CELL at the Little Angel Theatre

After being diagnosed with Motor Neurone Disease, Ted goes on the trip of a lifetime… and so does his pet fish. Humorous, heart-warming and uplifting, CELL features charming puppetry, physical theatre and an original musical score to tell the story of one man’s final adventure.

Nominated for a Peter Brook Awards 2014, CELL is the outcome of a new collaboration between two of the most exciting young companies in the UK. The production was initially created as a collaboration between Smoking Apples and Little Cauliflower. In 2015, Dogfish Theatre replaced Little Cauliflower as a producing partner. 


The message of the play is that people live with MND rather than simply die from it. I hope Smoking Apples and Little Cauliflower Theatre have a chance to fully develop the living which their central character does with the condition. At the Little Angel Theatre.

Little Angel’s Hatch 2013 Festival is a showcase of work-in-progress performances by new and established puppetry performers and companies. The two companies in the mini-festival I viewed were Smoking Apples and Little Cauliflower Theatre, who combine to stage CELL, the story of a man who goes from being diagnosed with Motor Neuron Disease to becoming wheelchair-bound. Like the most famous MND sufferer, Stephen Hawking, he comes to rely on a computer-generated voice. That voice is effectively the narrator of the show.

The production is an apt subject for a drama using the art of hand-held puppets. The distinction between the human movement seen in the energy and craft of the puppeteers makes each movement by the puppet seem extraordinary. The contrast seems even sharper as I watch the characterisation of a man incrementally becoming less able to move. I note the beautifully contracted puppet as a fitting representation of “everyman”.

Awareness-raising theatre can easily deteriorate into didacticism. Thankfully in CELL the talent and intelligence of co-creators Matthew Lloyd, Molly Freeman, William Aubrey-Jones and Carly Mc Connell avoids the problem. This is mostly because they focus on imaginatively solving how the central character of their drama comes to live with MND. Again, this too might have succumbed to banality except that in choosing to show the quirkiness of a lone man living with his goldfish, the audience is able to watch everyday things slightly off-centre. Turning the life of the goldfish into a metaphor itself, the audience uneasily comes to understand the limits of experience on all of us.

The arrangement of the story shows the man living between his hobby of trainspotting, his home with the goldfish and his dealings with doctors and hospitals. This is effectively done with probing beams of light and the use of shadow puppetry upstage. Then comes a voyage on the Eurostar which takes the narrative to another level. The use of music and lighting is strongly suggestive of a man eking all that he can out of life.

This is not to say that this isn’t a work-in-progress: there’s more to be done on building the narrative and characterising the central figure and other roles in the drama. In particular, I believe that there’s more to be done in showing the progression of MND. The differentiation from first diagnosis to wheelchair seemed to me seemed still too generalised. If anything, like the computerised voice, the final grip of MND seems too uncontested.

Similarly, the events in and between the three locations which the character visits on his Eurostar journey seems very static and time-filling instead of revealing why the character chose to go on the voyage: was it a quest or just a holiday? Its purpose wasn’t clear and only a vague causality is implied between “living with MND” and “going abroad”. Nor does the drama seem to take into account that mobility is so much riskier when not in your usual habitat: why wasn’t this the case for central character in CELL?

I appreciate from the notes written online in the production’s rehearsal journal that the development of the second puppet is still very embryonic, but again dealing with essential motivation did not seem present.
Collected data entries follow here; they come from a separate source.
//! Remote catalog client.
//!
//! This module defines the [`CatalogApi`] trait the session depends on and the
//! reqwest-backed [`HttpCatalogClient`] implementation. Each call is exactly one
//! request/response round trip: no caching and no retries. A transport timeout
//! is configured on the underlying HTTP client.

use super::response::decode_page;
use crate::domain::error::{FilmshelfError, Result};
use crate::domain::CatalogItem;
use async_trait::async_trait;
use reqwest::{Client, Url};
use std::time::Duration;
use tracing::Instrument;

const POPULAR_PATH: &str = "movie/popular";
const SEARCH_PATH: &str = "search/movie";

/// Abstraction over the two read-only catalog operations.
///
/// Implementations must be shareable across tasks; the session clones an
/// `Arc<dyn CatalogApi>` into every in-flight fetch.
#[async_trait]
pub trait CatalogApi: Send + Sync {
    /// Lists popular items for a 1-based page.
    ///
    /// # Errors
    ///
    /// Returns [`FilmshelfError::Transport`] on network or HTTP failure and
    /// [`FilmshelfError::Decode`] if the response cannot be mapped to items.
    async fn fetch_page(&self, page: u32) -> Result<Vec<CatalogItem>>;

    /// Searches items by free-text query for a 1-based page.
    ///
    /// Callers must route empty queries to [`CatalogApi::fetch_page`] instead.
    ///
    /// # Errors
    ///
    /// Same failure modes as [`CatalogApi::fetch_page`].
    async fn search_page(&self, query: &str, page: u32) -> Result<Vec<CatalogItem>>;
}

/// HTTP implementation of [`CatalogApi`] for TMDB-compatible services.
pub struct HttpCatalogClient {
    client: Client,
    base_url: Url,
    api_key: String,
    language: Option<String>,
}

impl HttpCatalogClient {
    /// Creates a client for the given base URL and static API key.
    ///
    /// A trailing slash is added to the base URL when missing so endpoint paths
    /// join underneath it rather than replacing its last segment.
    ///
    /// # Errors
    ///
    /// Returns [`FilmshelfError::Config`] if the base URL does not parse, the
    /// API key is empty, or the HTTP client cannot be built.
    pub fn new(base_url: &str, api_key: impl Into<String>, timeout: Duration) -> Result<Self> {
        let api_key = api_key.into();
        if api_key.trim().is_empty() {
            return Err(FilmshelfError::Config("catalog API key is empty".to_string()));
        }

        let normalized = if base_url.ends_with('/') {
            base_url.to_string()
        } else {
            format!("{base_url}/")
        };
        let base_url = Url::parse(&normalized)
            .map_err(|e| FilmshelfError::Config(format!("invalid catalog base URL {base_url:?}: {e}")))?;

        let client = Client::builder()
            .user_agent(concat!("filmshelf/", env!("CARGO_PKG_VERSION")))
            .timeout(timeout)
            .build()
            .map_err(|e| FilmshelfError::Config(format!("failed to build HTTP client: {e}")))?;

        tracing::debug!(base_url = %base_url, timeout_secs = timeout.as_secs(), "catalog client created");

        Ok(Self {
            client,
            base_url,
            api_key,
            language: None,
        })
    }

    /// Requests localized results (e.g. `es-ES`) on every call.
    #[must_use]
    pub fn with_language(mut self, language: Option<String>) -> Self {
        self.language = language;
        self
    }

    /// Builds the full endpoint URL, including the API key and paging parameters.
    pub(crate) fn endpoint_url(&self, path: &str, query: Option<&str>, page: u32) -> Result<Url> {
        let mut url = self
            .base_url
            .join(path)
            .map_err(|e| FilmshelfError::Config(format!("invalid endpoint path {path:?}: {e}")))?;

        {
            let mut pairs = url.query_pairs_mut();
            pairs.append_pair("api_key", &self.api_key);
            if let Some(query) = query {
                pairs.append_pair("query", query);
            }
            pairs.append_pair("page", &page.to_string());
            if let Some(language) = &self.language {
                pairs.append_pair("language", language);
            }
        }

        Ok(url)
    }

    async fn get_page(&self, path: &str, query: Option<&str>, page: u32) -> Result<Vec<CatalogItem>> {
        if page == 0 {
            return Err(FilmshelfError::InvalidRequest("pages are 1-based".to_string()));
        }

        let url = self.endpoint_url(path, query, page)?;

        // The URL carries the API key, so only the path is logged.
        let response = self.client.get(url).send().await?;
        let status = response.status();
        tracing::debug!(path = path, page = page, status = status.as_u16(), "catalog responded");

        if !status.is_success() {
            return Err(FilmshelfError::Transport(format!(
                "catalog returned HTTP {status} for {path} page {page}"
            )));
        }

        let body = response.text().await?;
        decode_page(&body)
    }
}

#[async_trait]
impl CatalogApi for HttpCatalogClient {
    async fn fetch_page(&self, page: u32) -> Result<Vec<CatalogItem>> {
        self.get_page(POPULAR_PATH, None, page)
            .instrument(tracing::debug_span!("catalog_fetch_page", page = page))
            .await
    }

    async fn search_page(&self, query: &str, page: u32) -> Result<Vec<CatalogItem>> {
        if query.trim().is_empty() {
            return Err(FilmshelfError::InvalidRequest(
                "search query must not be empty".to_string(),
            ));
        }
        self.get_page(SEARCH_PATH, Some(query), page)
            .instrument(tracing::debug_span!("catalog_search_page", query = %query, page = page))
            .await
    }
}

impl std::fmt::Debug for HttpCatalogClient {
    fn fmt(&self, f: &mut std::fmt::Formatter<'_>) -> std::fmt::Result {
        f.debug_struct("HttpCatalogClient")
            .field("base_url", &self.base_url.as_str())
            .field("language", &self.language)
            .finish_non_exhaustive()
    }
}

#[cfg(test)]
mod tests {
    use super::*;

    fn client() -> HttpCatalogClient {
        HttpCatalogClient::new("https://api.example.test/3", "secret", Duration::from_secs(5))
            .unwrap()
    }

    #[test]
    fn test_popular_url_keeps_base_path() {
        let url = client().endpoint_url(POPULAR_PATH, None, 3).unwrap();

        assert_eq!(url.path(), "/3/movie/popular");
        let pairs: Vec<(String, String)> = url.query_pairs().into_owned().collect();
        assert!(pairs.contains(&("api_key".to_string(), "secret".to_string())));
        assert!(pairs.contains(&("page".to_string(), "3".to_string())));
        assert!(!pairs.iter().any(|(k, _)| k == "query"));
    }

    #[test]
    fn test_search_url_encodes_query_and_language() {
        let client = client().with_language(Some("es-ES".to_string()));
        let url = client.endpoint_url(SEARCH_PATH, Some("the dark knight"), 1).unwrap();

        assert_eq!(url.path(), "/3/search/movie");
        let pairs: Vec<(String, String)> = url.query_pairs().into_owned().collect();
        assert!(pairs.contains(&("query".to_string(), "the dark knight".to_string())));
        assert!(pairs.contains(&("language".to_string(), "es-ES".to_string())));
    }

    #[test]
    fn test_empty_api_key_is_config_error() {
        let err = HttpCatalogClient::new("https://api.example.test/3/", " ", Duration::from_secs(5))
            .unwrap_err();
        assert!(matches!(err, FilmshelfError::Config(_)));
    }

    #[tokio::test]
    async fn test_empty_query_rejected_before_network() {
        let err = client().search_page("   ", 1).await.unwrap_err();
        assert!(matches!(err, FilmshelfError::InvalidRequest(_)));
    }

    #[tokio::test]
    async fn test_page_zero_rejected_before_network() {
        let err = client().fetch_page(0).await.unwrap_err();
        assert!(matches!(err, FilmshelfError::InvalidRequest(_)));
    }
}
It took me some time to understand that the second character was not just another man who was meant to be a “healthy” body, reflecting back to the central figure his desire to be well again.

Nonetheless, this is potentially a very engaging and worthwhile drama of a life embraced by the challenged with motor neurone disease. The final message of the play emphasises that the best course of action is to see yourself living with MND rather than dying from it. If that is the case, then I hope Smoking Apples and Little Cauliflower Theatre have a chance to further develop the living which their central character does with the condition.